The team of scientists from GE Global Research has developed an initial fluorescent imaging agent and a prototype imaging system to light up most nerves in the body to prevent inadvertent nerve damage during surgery.
GE said that its nerve labeling agent, developed in the research center’s biosciences labs, is a fluorescent small molecule that localizes to myelin, which is a major component of motor nerves and clinically important sensory nerves, such as the cavernous nerves of the prostate. The agent then fluoresces, or lights up under an optical imaging system developed in tandem by a group of biomedical engineers in GE’s Research labs.
GE scientists have optimized a prototype imaging system with a fluorescent imaging agent to localize to the margins of a tumor to provide a better chance of removing all of the cancer. The nerve and tumor margin agents could be used together to help surgeons in removing right tissue while also identifying sensitive areas such as nerves to avoid.
Curtis Pettaway, professor of urology and cancer biology and director of the MDACC Prostate Outreach Program at The University of Texas MD Anderson Cancer Center, said: “GE’s imaging technology could help more clearly distinguish nerves during surgery facilitating surgical management.
“If the nerve relationship to the prostate and other structures could be more accurately identified, then nerve-sparing procedures could be more precisely performed.
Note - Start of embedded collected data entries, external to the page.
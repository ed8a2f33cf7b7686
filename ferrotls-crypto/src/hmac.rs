//! HMAC (Hash-based Message Authentication Code) interface.

use crate::HashAlgorithm;

/// HMAC trait.
///
/// Used for record MACs (CBC suites), the TLS 1.2 PRF, Finished
/// verification and PSK binders.
pub trait Hmac: Send {
    /// Update the HMAC state with more data.
    fn update(&mut self, data: &[u8]);

    /// Finalize the HMAC and return the authentication tag.
    fn finalize(self: Box<Self>) -> Vec<u8>;

    /// Verify an HMAC tag in constant time.
    ///
    /// Constant-time comparison is mandatory here; a variable-time MAC
    /// check on CBC records is the Vaudenay padding-oracle channel.
    fn verify(self: Box<Self>, tag: &[u8]) -> bool {
        use subtle::ConstantTimeEq;
        let computed = self.finalize();
        if computed.len() != tag.len() {
            return false;
        }
        computed.ct_eq(tag).into()
    }

    /// Get the output size in bytes for this HMAC.
    fn output_size(&self) -> usize;

    /// Get the hash algorithm used by this HMAC.
    fn algorithm(&self) -> HashAlgorithm;
}
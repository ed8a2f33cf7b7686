//! Core protocol constants and wire-level enums.

/// TLS protocol version as it appears on the wire.
///
/// Stored as the raw u16 codepoint so that all four released versions
/// plus the final 1.3 draft compare and order naturally.
#[derive(Debug, Clone, Copy, PartialEq, Eq, PartialOrd, Ord, Hash)]
pub struct ProtocolVersion(pub u16);

impl ProtocolVersion {
    /// TLS 1.0 (RFC 2246).
    pub const TLS1_0: ProtocolVersion = ProtocolVersion(0x0301);
    /// TLS 1.1 (RFC 4346).
    pub const TLS1_1: ProtocolVersion = ProtocolVersion(0x0302);
    /// TLS 1.2 (RFC 5246).
    pub const TLS1_2: ProtocolVersion = ProtocolVersion(0x0303);
    /// TLS 1.3 (RFC 8446).
    pub const TLS1_3: ProtocolVersion = ProtocolVersion(0x0304);
    /// Final TLS 1.3 draft (draft-26 and later used 0x7f1a..0x7f1c;
    /// we accept draft-26 offers and answer with the final version).
    pub const TLS1_3_DRAFT_26: ProtocolVersion = ProtocolVersion(0x7f1a);

    /// Raw wire value.
    pub const fn to_u16(self) -> u16 {
        self.0
    }

    /// Construct from the raw wire value.
    pub const fn from_u16(value: u16) -> Self {
        ProtocolVersion(value)
    }

    /// Whether this version is one we are willing to negotiate.
    pub const fn is_known(self) -> bool {
        matches!(
            self.0,
            0x0301 | 0x0302 | 0x0303 | 0x0304 | 0x7f1a
        )
    }

    /// Whether this is TLS 1.3 or a 1.3 draft.
    pub const fn is_tls13(self) -> bool {
        self.0 == 0x0304 || self.0 == 0x7f1a
    }

    /// Whether this version uses the legacy (pre-1.3) handshake flow.
    pub const fn is_pre_tls13(self) -> bool {
        matches!(self.0, 0x0301 | 0x0302 | 0x0303)
    }

    /// Whether CBC records carry an explicit per-record IV (TLS 1.1+).
    pub const fn has_explicit_cbc_iv(self) -> bool {
        self.0 >= 0x0302 && self.0 != 0x7f1a
    }

    /// Human-readable name.
    pub const fn name(self) -> &'static str {
        match self.0 {
            0x0301 => "TLSv1.0",
            0x0302 => "TLSv1.1",
            0x0303 => "TLSv1.2",
            0x0304 => "TLSv1.3",
            0x7f1a => "TLSv1.3-draft26",
            _ => "unknown",
        }
    }
}

impl std::fmt::Display for ProtocolVersion {
    fn fmt(&self, f: &mut std::fmt::Formatter<'_>) -> std::fmt::Result {
        if self.is_known() {
            write!(f, "{}", self.name())
        } else {
            write!(f, "TLS(0x{:04x})", self.0)
        }
    }
}

/// TLS record content types.
#[derive(Debug, Clone, Copy, PartialEq, Eq, Hash)]
pub enum ContentType {
    /// ChangeCipherSpec
    ChangeCipherSpec,
    /// Alert
    Alert,
    /// Handshake
    Handshake,
    /// Application data
    ApplicationData,
}

impl ContentType {
    /// Convert to wire format.
    pub const fn to_u8(self) -> u8 {
        match self {
            ContentType::ChangeCipherSpec => 20,
            ContentType::Alert => 21,
            ContentType::Handshake => 22,
            ContentType::ApplicationData => 23,
        }
    }

    /// Convert from wire format.
    pub const fn from_u8(value: u8) -> Option<Self> {
        match value {
            20 => Some(ContentType::ChangeCipherSpec),
            21 => Some(ContentType::Alert),
            22 => Some(ContentType::Handshake),
            23 => Some(ContentType::ApplicationData),
            _ => None,
        }
    }
}

/// TLS handshake message types.
#[derive(Debug, Clone, Copy, PartialEq, Eq, Hash)]
pub enum HandshakeType {
    /// HelloRequest (legacy renegotiation trigger)
    HelloRequest,
    /// ClientHello
    ClientHello,
    /// ServerHello
    ServerHello,
    /// NewSessionTicket
    NewSessionTicket,
    /// EndOfEarlyData
    EndOfEarlyData,
    /// EncryptedExtensions
    EncryptedExtensions,
    /// Certificate
    Certificate,
    /// ServerKeyExchange (TLS 1.2 and below)
    ServerKeyExchange,
    /// CertificateRequest
    CertificateRequest,
    /// ServerHelloDone (TLS 1.2 and below)
    ServerHelloDone,
    /// CertificateVerify
    CertificateVerify,
    /// ClientKeyExchange (TLS 1.2 and below)
    ClientKeyExchange,
    /// Finished
    Finished,
    /// KeyUpdate
    KeyUpdate,
    /// Synthetic message_hash entry after HelloRetryRequest
    MessageHash,
}

impl HandshakeType {
    /// Convert to wire format.
    pub const fn to_u8(self) -> u8 {
        match self {
            HandshakeType::HelloRequest => 0,
            HandshakeType::ClientHello => 1,
            HandshakeType::ServerHello => 2,
            HandshakeType::NewSessionTicket => 4,
            HandshakeType::EndOfEarlyData => 5,
            HandshakeType::EncryptedExtensions => 8,
            HandshakeType::Certificate => 11,
            HandshakeType::ServerKeyExchange => 12,
            HandshakeType::CertificateRequest => 13,
            HandshakeType::ServerHelloDone => 14,
            HandshakeType::CertificateVerify => 15,
            HandshakeType::ClientKeyExchange => 16,
            HandshakeType::Finished => 20,
            HandshakeType::KeyUpdate => 24,
            HandshakeType::MessageHash => 254,
        }
    }

    /// Convert from wire format.
    pub const fn from_u8(value: u8) -> Option<Self> {
        match value {
            0 => Some(HandshakeType::HelloRequest),
            1 => Some(HandshakeType::ClientHello),
            2 => Some(HandshakeType::ServerHello),
            4 => Some(HandshakeType::NewSessionTicket),
            5 => Some(HandshakeType::EndOfEarlyData),
            8 => Some(HandshakeType::EncryptedExtensions),
            11 => Some(HandshakeType::Certificate),
            12 => Some(HandshakeType::ServerKeyExchange),
            13 => Some(HandshakeType::CertificateRequest),
            14 => Some(HandshakeType::ServerHelloDone),
            15 => Some(HandshakeType::CertificateVerify),
            16 => Some(HandshakeType::ClientKeyExchange),
            20 => Some(HandshakeType::Finished),
            24 => Some(HandshakeType::KeyUpdate),
            254 => Some(HandshakeType::MessageHash),
            _ => None,
        }
    }
}

/// TLS extension types (IANA registry).
#[derive(Debug, Clone, Copy, PartialEq, Eq, Hash)]
pub enum ExtensionType {
    /// server_name (SNI)
    ServerName,
    /// supported_groups
    SupportedGroups,
    /// ec_point_formats (TLS 1.2 ECC)
    EcPointFormats,
    /// signature_algorithms
    SignatureAlgorithms,
    /// application_layer_protocol_negotiation
    Alpn,
    /// extended_master_secret (RFC 7627)
    ExtendedMasterSecret,
    /// session_ticket (RFC 5077)
    SessionTicket,
    /// pre_shared_key
    PreSharedKey,
    /// early_data
    EarlyData,
    /// supported_versions
    SupportedVersions,
    /// psk_key_exchange_modes
    PskKeyExchangeModes,
    /// key_share
    KeyShare,
    /// renegotiation_info (RFC 5746)
    RenegotiationInfo,
    /// Unrecognized extension, carried opaquely
    Unknown(u16),
}

impl ExtensionType {
    /// Convert to wire format.
    pub const fn to_u16(self) -> u16 {
        match self {
            ExtensionType::ServerName => 0,
            ExtensionType::SupportedGroups => 10,
            ExtensionType::EcPointFormats => 11,
            ExtensionType::SignatureAlgorithms => 13,
            ExtensionType::Alpn => 16,
            ExtensionType::ExtendedMasterSecret => 23,
            ExtensionType::SessionTicket => 35,
            ExtensionType::PreSharedKey => 41,
            ExtensionType::EarlyData => 42,
            ExtensionType::SupportedVersions => 43,
            ExtensionType::PskKeyExchangeModes => 45,
            ExtensionType::KeyShare => 51,
            ExtensionType::RenegotiationInfo => 0xff01,
            ExtensionType::Unknown(v) => v,
        }
    }

    /// Convert from wire format. Unrecognized types decode to `Unknown`.
    pub const fn from_u16(value: u16) -> Self {
        match value {
            0 => ExtensionType::ServerName,
            10 => ExtensionType::SupportedGroups,
            11 => ExtensionType::EcPointFormats,
            13 => ExtensionType::SignatureAlgorithms,
            16 => ExtensionType::Alpn,
            23 => ExtensionType::ExtendedMasterSecret,
            35 => ExtensionType::SessionTicket,
            41 => ExtensionType::PreSharedKey,
            42 => ExtensionType::EarlyData,
            43 => ExtensionType::SupportedVersions,
            45 => ExtensionType::PskKeyExchangeModes,
            51 => ExtensionType::KeyShare,
            0xff01 => ExtensionType::RenegotiationInfo,
            other => ExtensionType::Unknown(other),
        }
    }
}

/// The TLS_EMPTY_RENEGOTIATION_INFO_SCSV signaling cipher suite value.
pub const RENEGOTIATION_SCSV: u16 = 0x00ff;

#[cfg(test)]
mod tests {
    use super::*;

    #[test]
    fn test_version_ordering() {
        assert!(ProtocolVersion::TLS1_0 < ProtocolVersion::TLS1_1);
        assert!(ProtocolVersion::TLS1_2 < ProtocolVersion::TLS1_3);
        assert!(ProtocolVersion::TLS1_3.is_tls13());
        assert!(ProtocolVersion::TLS1_3_DRAFT_26.is_tls13());
        assert!(!ProtocolVersion::TLS1_2.is_tls13());
    }

    #[test]
    fn test_cbc_iv_rules() {
        assert!(!ProtocolVersion::TLS1_0.has_explicit_cbc_iv());
        assert!(ProtocolVersion::TLS1_1.has_explicit_cbc_iv());
        assert!(ProtocolVersion::TLS1_2.has_explicit_cbc_iv());
    }

    #[test]
    fn test_content_type_roundtrip() {
        for ct in [
            ContentType::ChangeCipherSpec,
            ContentType::Alert,
            ContentType::Handshake,
            ContentType::ApplicationData,
        ] {
            assert_eq!(ContentType::from_u8(ct.to_u8()), Some(ct));
        }
        assert_eq!(ContentType::from_u8(99), None);
    }

    #[test]
    fn test_extension_type_unknown_preserved() {
        let ext = ExtensionType::from_u16(0x1234);
        assert_eq!(ext, ExtensionType::Unknown(0x1234));
        assert_eq!(ext.to_u16(), 0x1234);
    }
}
This is especially important for a radical prostatectomy, where there is a fine line between a positive tumor margin and nerve sparing.”
Cristina Tan Hehir, biochemist and project leader on the Nerve Imaging project, said: “Nerves surrounding the prostate are often challenging to see and precisely locate during surgery. The hope is that the technologies being developed by GE could offer surgeons a much clearer line of sight to these nerves in the operating room. This could enhance surgical procedures and improve patient outcomes.”